Professor Margot Brazier: from the University
of Manchester is co-director of the Centre for Social
Ethics and Policy. She has been working as a co-investigator
on a grant looking at the way in which the criminal
justice system is used to resolved ethical conflicts
in the delivery of healthcare. She credits involving
the Crown Prosecution Service (CPS), doctors, coroners
and the police in every aspect of this project in
the projects success and securing follow-on-funding.
Dr Mark Reed: at the University of Aberdeen
was one of the lead researchers in the Sustainable
Uplands Project which aims to consider how to better
anticipate, monitor and adapt to future environmental,
social and economic changes in UK upland environments.
The project has had an impact by identifying ways
policymakers can effectively support adaptation,
contributing to the development of a best practice
guide for payment of ecosystem services by the Department
for the Environment, Farming and Agriculture (Defra).
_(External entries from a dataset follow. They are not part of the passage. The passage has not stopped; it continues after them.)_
// SPDX-License-Identifier: BUSL-1.1
// Copyright (c) 2026 Alfred Jean LLC

//! Execution traces: one audit row per (event, dispatched installation).

use crate::event::EventId;
use crate::installation::InstallationId;
use crate::manifest::AgentId;
use serde::{Deserialize, Serialize};

crate::define_id! {
    /// Unique identifier for an execution trace.
    pub struct TraceId("trc-");
}

/// Status of one handler invocation.
#[derive(Debug, Clone, Copy, PartialEq, Eq, Serialize, Deserialize)]
#[serde(rename_all = "snake_case")]
pub enum TraceStatus {
    Pending,
    Running,
    Completed,
    Failed,
}

crate::simple_display! {
    TraceStatus {
        Pending => "pending",
        Running => "running",
        Completed => "completed",
        Failed => "failed",
    }
}

impl TraceStatus {
    pub fn is_terminal(&self) -> bool {
        matches!(self, TraceStatus::Completed | TraceStatus::Failed)
    }
}

/// Record of one agent's handling of one event.
///
/// Annotations carry non-fatal warnings surfaced during effect
/// application (e.g. a shared-context update dropped for lack of
/// permission). The trace itself still completes.
#[derive(Debug, Clone, PartialEq, Serialize, Deserialize)]
pub struct ExecutionTrace {
    pub id: TraceId,
    pub event_id: EventId,
    pub agent_id: AgentId,
    pub installation_id: InstallationId,
    pub status: TraceStatus,
    #[serde(default, skip_serializing_if = "Option::is_none")]
    pub error: Option<String>,
    #[serde(default, skip_serializing_if = "Vec::is_empty")]
    pub annotations: Vec<String>,
    pub started_at_ms: u64,
    #[serde(default, skip_serializing_if = "Option::is_none")]
    pub finished_at_ms: Option<u64>,
}

impl ExecutionTrace {
    /// A trace starts in `running`, at the moment the handler is invoked.
    pub fn started(
        event_id: EventId,
        agent_id: AgentId,
        installation_id: InstallationId,
        now_ms: u64,
    ) -> Self {
        Self {
            id: TraceId::new(),
            event_id,
            agent_id,
            installation_id,
            status: TraceStatus::Running,
            error: None,
            annotations: Vec::new(),
            started_at_ms: now_ms,
            finished_at_ms: None,
        }
    }
}

#[cfg(test)]
#[path = "trace_tests.rs"]
mod tests;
In addition the research findings have also been
used by water companies to justify investment in
land management practices that reduce water treatment
costs.
Professor Nicky Gregson: Professor Nicky Gregson at Durham
University never anticipated that research into waste and global
recycling could produce such creative and innovative pathways to
impact which has led to the making of two films, a photography exhibition
and a school play. Professor Gregson was keen to explore a variety
of pathways to impact and together with her team, the Geographical
Association, as well as a ship breaking project team began working
with a Sheffield school and took a group of children to ship breaking
in progress. Unintentionally the children became part of a parallel
research project based on the poignant and revealing interviews
conducted by the school children with the veterans of the ship that
was being salvaged.
Professor Susheila Nasta: Professor Susheila Nasta at the
Open University aimed to stimulate debate on heritage and deepen
cross-cultural national and international understanding between
Britain and India and has endeavoured to find ways to reach as wide
an audience as possible. Professor Nasta’s team were awarded an
additional one-year grant to take an exhibition of the project’s
findings to India, which was seen by the Foreign Office and described
as “essential knowledge for every British diplomat coming to India.”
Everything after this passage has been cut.